*Data*.
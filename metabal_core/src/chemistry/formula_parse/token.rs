//! Module providing Token struct for lexing molecular formulae

/// Represents Tokens in a molecular formula
#[derive(Debug, PartialEq, Clone, Eq, Hash)]
pub enum Token {
    /// Element symbol, an uppercase letter followed by any lowercase letters
    Element(String),
    /// Literal integer count
    Count(i64),
    /// Symbolic repeat count such as the `n` in `(CH2)n`
    Variable(String),
    LeftParen,
    RightParen,
    Eof,
}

*Action item*.
Return the listing verbatim.

*Expected answer*.
filename metabal_core/src/chemistry/formula_parse/token.rs
//! Module providing Token struct for lexing molecular formulae

/// Represents Tokens in a molecular formula
#[derive(Debug, PartialEq, Clone, Eq, Hash)]
pub enum Token {
    /// Element symbol, an uppercase letter followed by any lowercase letters
    Element(String),
    /// Literal integer count
    Count(i64),
    /// Symbolic repeat count such as the `n` in `(CH2)n`
    Variable(String),
    LeftParen,
    RightParen,
    Eof,
}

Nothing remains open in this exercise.